Hotel rates likely to be in guests' favor now

Some surveys indicate a decline


This is a good year to be a hotel customer - and a bad one to be on the other side of the front desk.

Consultants who follow the hotel business say that patterns that developed last fall, when the industry was reeling from the Sept. 11 attacks, and a yearlong decline in business travel are likely to continue through this year.

Weak demand for hotel rooms, especially in big cities, is the part of the equation that is good for travelers.

With occupancy rates low, the average daily rate for a U.S. hotel room is not likely to increase over the 2001 average and may decline by about 7.5 percent, depending on which consultants are making the projections.
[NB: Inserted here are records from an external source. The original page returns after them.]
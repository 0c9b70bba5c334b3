//! `coworkers settings show` and `coworkers settings set <key> <value>`

use anyhow::{Context, Result};
use clap::{Args, Subcommand};
use tabled::{settings::Style, Table, Tabled};

use coworkers_core::{config, Settings};

#[derive(Subcommand, Debug)]
pub enum SettingsCommand {
    /// Print the current settings.
    Show(ShowArgs),

    /// Change one setting.
    Set(SetArgs),
}

#[derive(Args, Debug)]
pub struct ShowArgs {
    /// Emit machine-readable JSON.
    #[arg(long)]
    pub json: bool,
}

#[derive(Args, Debug)]
pub struct SetArgs {
    /// One of: group_title, sync_frequency, photos, prefer_native_names, notifications.
    pub key: String,

    pub value: String,
}

#[derive(Tabled)]
struct SettingRow {
    #[tabled(rename = "setting")]
    key: &'static str,
    #[tabled(rename = "value")]
    value: String,
}

pub fn run(cmd: SettingsCommand) -> Result<()> {
    let home = dirs::home_dir().context("could not determine home directory")?;
    let mut settings = config::load_settings_at(&home).context("failed to load settings")?;

    match cmd {
        SettingsCommand::Show(args) => {
            if args.json {
                println!(
                    "{}",
                    serde_json::to_string_pretty(&settings)
                        .context("failed to serialize settings JSON")?
                );
            } else {
                print_table(&settings);
            }
        }
        SettingsCommand::Set(args) => {
            settings
                .set(&args.key, &args.value)
                .with_context(|| format!("cannot set '{}'", args.key))?;
            config::save_settings_at(&home, &settings).context("failed to save settings")?;
            println!("✓ {} = {}", args.key, args.value);
        }
    }

    Ok(())
}

fn print_table(settings: &Settings) {
    let rows: Vec<SettingRow> = settings
        .entries()
        .into_iter()
        .map(|(key, value)| SettingRow { key, value })
        .collect();
    let mut table = Table::new(rows);
    table.with(Style::rounded());
    println!("{table}");
}
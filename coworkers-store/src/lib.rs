//! # coworkers-store
//!
//! [`ContactStore`](coworkers_core::ContactStore) backends.
//!
//! - [`MemoryStore`]: process-local, used by tests and experiments
//! - [`FileStore`]: one JSON document per account under `~/.coworkers/store/`,
//!   photo bytes under `~/.coworkers/photos/`
//!
//! Both keep their records in a [`Ledger`], which implements the record-level
//! rules once.

pub mod file;
pub mod ledger;
pub mod memory;

pub use file::FileStore;
pub use ledger::{ContactRecord, GroupRecord, Ledger};
pub use memory::MemoryStore;
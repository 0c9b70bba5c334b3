//! The contact-store capability.
//!
//! The sync engine only talks to local storage through [`ContactStore`].
//! Each mutating method is one batch: it applies every field write for one
//! record or none of them, and reports failure as a [`DataError`].

use crate::error::DataError;
use crate::types::{Contact, ContactPhoto, Employee, Group};

pub trait ContactStore {
    fn find_group_by_uid(&mut self, uid: &str) -> Result<Option<Group>, DataError>;

    fn create_group(&mut self, uid: &str, title: &str) -> Result<Group, DataError>;

    fn update_group_title(&mut self, group: &Group, title: &str) -> Result<(), DataError>;

    /// All contacts that belong to `group`.
    fn find_contacts_by_group(&mut self, group: &Group) -> Result<Vec<Contact>, DataError>;

    fn find_contact_by_uid(&mut self, uid: &str) -> Result<Option<Contact>, DataError>;

    /// Creates a contact in `group` carrying the employee's current fields.
    /// The new photo sub-record points at the employee's photo URL, unsynced.
    fn create_contact(
        &mut self,
        group: &Group,
        employee: &Employee,
        prefer_native_name: bool,
    ) -> Result<Contact, DataError>;

    /// Overwrites the contact's fields from the employee. The photo URL goes
    /// through [`ContactPhoto::update`] so staleness is tracked.
    fn update_contact(
        &mut self,
        contact: &Contact,
        employee: &Employee,
        prefer_native_name: bool,
    ) -> Result<(), DataError>;

    fn delete_contact(&mut self, contact: &Contact) -> Result<(), DataError>;

    fn find_photo(&mut self, contact: &Contact) -> Result<ContactPhoto, DataError>;

    /// Stores (or with `None` clears) the image bytes and marks the photo
    /// synced in the same batch.
    fn update_photo_bytes(&mut self, contact: &Contact, bytes: Option<&[u8]>)
        -> Result<(), DataError>;
}
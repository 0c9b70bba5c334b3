//! Reconciliation scenarios: round-trip, deletion, update, idempotence,
//! keying completeness and failure isolation.

mod common;

use std::collections::BTreeMap;

use coworkers_core::{Contact, ContactStore, Employee, Group, PhotoSync, SyncStats, Uid};
use coworkers_store::MemoryStore;
use coworkers_sync::{
    CancellationToken, Interrupted, NetworkState, PhotoSyncer, Reconciler, StaticConnectivity,
};

use common::{set, FailingStore, ScriptedDirectory};

fn keys(map: &BTreeMap<Uid, Contact>) -> Vec<&str> {
    map.keys().map(|k| k.0.as_str()).collect()
}

fn group_of(store: &mut impl ContactStore) -> Group {
    store.create_group("coworkers", "Coworkers").unwrap()
}

fn reconcile<S: ContactStore>(
    store: &mut S,
    group: &Group,
    employees: Vec<Employee>,
) -> (BTreeMap<Uid, Contact>, SyncStats) {
    let contacts = Contact::map_by_uid(store.find_contacts_by_group(group).unwrap());
    let mut reconciler = Reconciler::new(store, group, false);
    let result = reconciler
        .reconcile(&Employee::map_by_uid(employees), contacts, &CancellationToken::new())
        .unwrap();
    (result, reconciler.stats())
}

#[test]
fn round_trip_creates_single_contact() {
    common::init_logging();
    let mut store = MemoryStore::new();
    let group = group_of(&mut store);

    let (result, stats) = reconcile(&mut store, &group, vec![Employee::new("e1", "A", "B")]);

    assert_eq!(stats, SyncStats { inserted: 1, ..SyncStats::default() });
    assert_eq!(keys(&result), ["e1"]);
}

#[test]
fn deletion_removes_contact() {
    let mut store = MemoryStore::new();
    let group = group_of(&mut store);
    store
        .create_contact(&group, &Employee::new("e1", "A", "B"), false)
        .unwrap();

    let (result, stats) = reconcile(&mut store, &group, Vec::new());

    assert_eq!(stats, SyncStats { deleted: 1, ..SyncStats::default() });
    assert!(result.is_empty());
    assert!(store.find_contact_by_uid("e1").unwrap().is_none());
}

#[test]
fn update_keeps_local_id() {
    let mut store = MemoryStore::new();
    let group = group_of(&mut store);
    let before = store
        .create_contact(&group, &Employee::new("e1", "A", "B"), false)
        .unwrap();

    let (result, stats) = reconcile(&mut store, &group, vec![Employee::new("e1", "A2", "B")]);

    assert_eq!(stats, SyncStats { updated: 1, ..SyncStats::default() });
    assert_eq!(result[&Uid::from("e1")].local_id, before.local_id);
    assert_eq!(store.record("e1").unwrap().name.given, "A2");
}

#[test]
fn second_pass_is_idempotent() {
    let mut store = MemoryStore::new();
    let group = group_of(&mut store);
    let employees = || {
        vec![
            Employee::new("e1", "A", "B"),
            Employee::new("e2", "C", "D").with_email(Some("c@example.com".into())),
        ]
    };

    let (first, _) = reconcile(&mut store, &group, employees());
    let (second, stats) = reconcile(&mut store, &group, employees());

    assert_eq!(first, second);
    assert_eq!(stats.inserted, 0);
    assert_eq!(stats.deleted, 0);
    assert_eq!(stats.updated, 2);
}

#[test]
fn result_keys_match_employees_when_nothing_fails() {
    let mut store = MemoryStore::new();
    let group = group_of(&mut store);
    for uid in ["old1", "keep", "old2"] {
        store
            .create_contact(&group, &Employee::new(uid, "X", "Y"), false)
            .unwrap();
    }
    let employees = vec![
        Employee::new("keep", "X", "Y"),
        Employee::new("new1", "X", "Y"),
        Employee::new("new2", "X", "Y"),
    ];

    let (result, stats) = reconcile(&mut store, &group, employees);

    assert_eq!(keys(&result), ["keep", "new1", "new2"]);
    assert_eq!(stats.skipped, 0);
}

#[test]
fn duplicate_uid_in_payload_is_last_write_wins() {
    let mut store = MemoryStore::new();
    let group = group_of(&mut store);

    let (result, stats) = reconcile(
        &mut store,
        &group,
        vec![Employee::new("e1", "First", "B"), Employee::new("e1", "Second", "B")],
    );

    assert_eq!(keys(&result), ["e1"]);
    assert_eq!(stats.inserted, 1);
    assert_eq!(store.record("e1").unwrap().name.given, "Second");
}

#[test]
fn one_failure_per_operation_is_isolated() {
    common::init_logging();
    let mut store = FailingStore {
        fail_create: set(&["new-bad"]),
        fail_update: set(&["keep-bad"]),
        fail_delete: set(&["old-bad"]),
        ..FailingStore::default()
    };
    let group = group_of(&mut store);
    for uid in ["keep-ok", "keep-bad", "old-ok", "old-bad"] {
        store
            .inner
            .create_contact(&group, &Employee::new(uid, "X", "Y"), false)
            .unwrap();
    }
    let employees = vec![
        Employee::new("keep-ok", "X2", "Y"),
        Employee::new("keep-bad", "X2", "Y"),
        Employee::new("new-ok", "X", "Y"),
        Employee::new("new-bad", "X", "Y"),
    ];

    let (result, stats) = reconcile(&mut store, &group, employees);

    assert_eq!(
        stats,
        SyncStats {
            inserted: 1,
            updated: 1,
            deleted: 1,
            skipped: 3
        }
    );
    // Previous set plus successful creates minus successful deletes.
    assert_eq!(keys(&result), ["keep-bad", "keep-ok", "new-ok", "old-bad"]);
    assert_eq!(store.inner.record("keep-ok").unwrap().name.given, "X2");
    assert_eq!(store.inner.record("keep-bad").unwrap().name.given, "X");
}

#[test]
fn photo_url_change_marks_photo_stale() {
    let mut store = MemoryStore::new();
    let group = group_of(&mut store);
    let with_url = |url: &str| Employee::new("e1", "A", "B").with_photo_url(Some(url.into()));
    let contact = store
        .create_contact(&group, &with_url("http://x/p.png"), false)
        .unwrap();
    store.update_photo_bytes(&contact, Some(b"png")).unwrap();

    reconcile(&mut store, &group, vec![with_url("http://x/p.png")]);
    assert!(store.find_photo(&contact).unwrap().is_synced());

    reconcile(&mut store, &group, vec![with_url("http://x/q.png")]);
    let photo = store.find_photo(&contact).unwrap();
    assert!(!photo.is_synced());
    assert_eq!(photo.url(), Some("http://x/q.png"));

    reconcile(&mut store, &group, vec![Employee::new("e1", "A", "B")]);
    assert_eq!(store.find_photo(&contact).unwrap().url(), None);
}

#[test]
fn cancellation_between_creates_keeps_committed_records() {
    let cancel = CancellationToken::new();
    let mut store = FailingStore {
        cancel_after_create: Some(cancel.clone()),
        ..FailingStore::default()
    };
    let group = group_of(&mut store);
    let employees = Employee::map_by_uid(vec![
        Employee::new("e1", "A", "B"),
        Employee::new("e2", "C", "D"),
    ]);

    let mut reconciler = Reconciler::new(&mut store, &group, false);
    let result = reconciler.reconcile(&employees, BTreeMap::new(), &cancel);

    assert_eq!(result, Err(Interrupted));
    assert_eq!(reconciler.stats(), SyncStats { inserted: 1, ..SyncStats::default() });
    assert!(store.find_contact_by_uid("e1").unwrap().is_some());
    assert!(store.find_contact_by_uid("e2").unwrap().is_none());
}

#[test]
fn cancellation_between_photos_keeps_downloaded_ones() {
    let cancel = CancellationToken::new();
    let mut store = MemoryStore::new();
    let group = group_of(&mut store);
    let with_photo = |uid: &str| {
        Employee::new(uid, "A", "B").with_photo_url(Some(format!("http://x/{uid}.png")))
    };
    for uid in ["e1", "e2"] {
        store.create_contact(&group, &with_photo(uid), false).unwrap();
    }
    let contacts = Contact::map_by_uid(store.find_contacts_by_group(&group).unwrap());
    let directory = ScriptedDirectory {
        cancel_after_photo: Some(cancel.clone()),
        ..ScriptedDirectory::default()
    };
    let connectivity = StaticConnectivity(NetworkState::Unmetered);

    let mut syncer = PhotoSyncer::new(&mut store, &directory, &connectivity, PhotoSync::Any);
    let result = syncer.sync(&contacts, &cancel);

    assert_eq!(result, Err(Interrupted));
    assert_eq!(syncer.stats().downloaded, 1);
    assert_eq!(directory.photo_requests.borrow().as_slice(), ["http://x/e1.png"]);
    assert!(store.find_photo(&contacts[&Uid::from("e1")]).unwrap().is_synced());
    assert!(!store.find_photo(&contacts[&Uid::from("e2")]).unwrap().is_synced());
}
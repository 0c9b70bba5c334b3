//! `coworkers status` — last pass, next pass and daemon visibility.

use std::path::{Path, PathBuf};

use anyhow::{Context, Result};
use chrono::{DateTime, Local, Utc};
use clap::Args;
use colored::Colorize;
use serde::Serialize;
use tabled::{settings::Style, Table, Tabled};

use coworkers_core::config;
use coworkers_daemon::{send_request, DaemonRequest};
use coworkers_sync::{run_state, RunReport, RunStatus};

/// Arguments for `coworkers status`.
#[derive(Args, Debug)]
pub struct StatusArgs {
    /// Emit machine-readable JSON.
    #[arg(long)]
    pub json: bool,
}

#[derive(Serialize)]
struct StatusJson {
    signed_in: bool,
    #[serde(skip_serializing_if = "Option::is_none")]
    account: Option<String>,
    #[serde(skip_serializing_if = "Option::is_none")]
    endpoint: Option<String>,
    daemon_running: bool,
    #[serde(skip_serializing_if = "Option::is_none")]
    last_run: Option<RunReport>,
    #[serde(skip_serializing_if = "Option::is_none")]
    next_run: Option<DateTime<Utc>>,
    /// A pass is overdue and runs as soon as the daemon gets to it.
    due: bool,
}

#[derive(Tabled)]
struct StatusRow {
    #[tabled(rename = "field")]
    field: &'static str,
    #[tabled(rename = "value")]
    value: String,
}

impl StatusArgs {
    pub fn run(self) -> Result<()> {
        let home: PathBuf = dirs::home_dir().context("could not determine home directory")?;

        let account = config::find_account_at(&home).context("failed to read the account file")?;
        let daemon_running = daemon_running(&home);

        let status = match &account {
            Some(account) => {
                let state = run_state::load_at(&home, &account.key())
                    .context("failed to load the run state")?;
                StatusJson {
                    signed_in: true,
                    account: Some(account.name().to_string()),
                    endpoint: Some(account.endpoint.clone()),
                    daemon_running,
                    due: state.is_due(Utc::now()),
                    last_run: state.last,
                    next_run: state.next_run,
                }
            }
            None => StatusJson {
                signed_in: false,
                account: None,
                endpoint: None,
                daemon_running,
                last_run: None,
                next_run: None,
                due: false,
            },
        };

        if self.json {
            println!(
                "{}",
                serde_json::to_string_pretty(&status).context("failed to serialize status JSON")?
            );
            return Ok(());
        }

        print_table(status);
        Ok(())
    }
}

/// A single request, no retries: status must not stall when nothing listens.
fn daemon_running(home: &Path) -> bool {
    send_request(home, &DaemonRequest::new("status"))
        .map(|response| response.ok)
        .unwrap_or(false)
}

fn print_table(status: StatusJson) {
    println!("Coworkers v{}", env!("CARGO_PKG_VERSION"));

    let Some(account) = status.account else {
        println!("Not signed in.");
        println!("Run: coworkers sign-in --endpoint <url> --username <name>");
        return;
    };

    let mut rows = vec![
        StatusRow {
            field: "account",
            value: account,
        },
        StatusRow {
            field: "endpoint",
            value: status.endpoint.unwrap_or_default(),
        },
        StatusRow {
            field: "daemon",
            value: if status.daemon_running {
                "running".green().to_string()
            } else {
                "stopped".bright_black().to_string()
            },
        },
    ];

    match &status.last_run {
        Some(last) => {
            rows.push(StatusRow {
                field: "last run",
                value: format!("{} ({})", format_local(last.finished_at), status_label(last.status)),
            });
            rows.push(StatusRow {
                field: "changes",
                value: format!(
                    "{} inserted, {} updated, {} deleted, {} skipped",
                    last.stats.inserted, last.stats.updated, last.stats.deleted, last.stats.skipped
                ),
            });
            if let Some(error) = &last.error {
                rows.push(StatusRow {
                    field: "error",
                    value: error.clone(),
                });
            }
        }
        None => rows.push(StatusRow {
            field: "last run",
            value: "never".to_string(),
        }),
    }

    rows.push(StatusRow {
        field: "next run",
        value: match status.next_run {
            Some(at) if status.due => format!("{} (due now)", format_local(at)),
            Some(at) => format_local(at),
            None => "due now".to_string(),
        },
    });

    let mut table = Table::new(rows);
    table.with(Style::rounded());
    println!("{table}");
}

fn status_label(status: RunStatus) -> String {
    let label = status.to_string();
    match status {
        RunStatus::Completed => label.green().to_string(),
        RunStatus::Interrupted => label.yellow().to_string(),
        RunStatus::StorageError | RunStatus::DirectoryUnavailable => label.red().to_string(),
    }
}

pub(crate) fn format_local(at: DateTime<Utc>) -> String {
    at.with_timezone(&Local).format("%a %Y-%m-%d %H:%M").to_string()
}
PricewaterhouseCoopers estimated that the daily room rate declined 1.5 percent last year, the first annual average decline since 1940. Average rates will grow by less than 1 percent this year, the firm said.

Occupancy last year was slightly more than 60 percent and is likely to be just under 60 percent this year, before recovering to about 61 percent next year, the consultants said.

The Hospitality Research Group, a unit of PKF Consulting that tracks the 50 largest U.S. metropolitan areas, estimated last month that occupancy will be about 60.5 percent this year but will rise to almost 67 percent next year.

Hospitality Research Group reckons room rates will continue to drop this year, to $91.13 a day, a decline of about 7.5 percent compared with last year.

The average daily rate in 2001 was $98.53.

"Through 2003, hotel managers are going to be reluctant to push rates up," said Robert Mandelbaum, managing director of the research group in Atlanta.

"From a consumer's standpoint, that's good."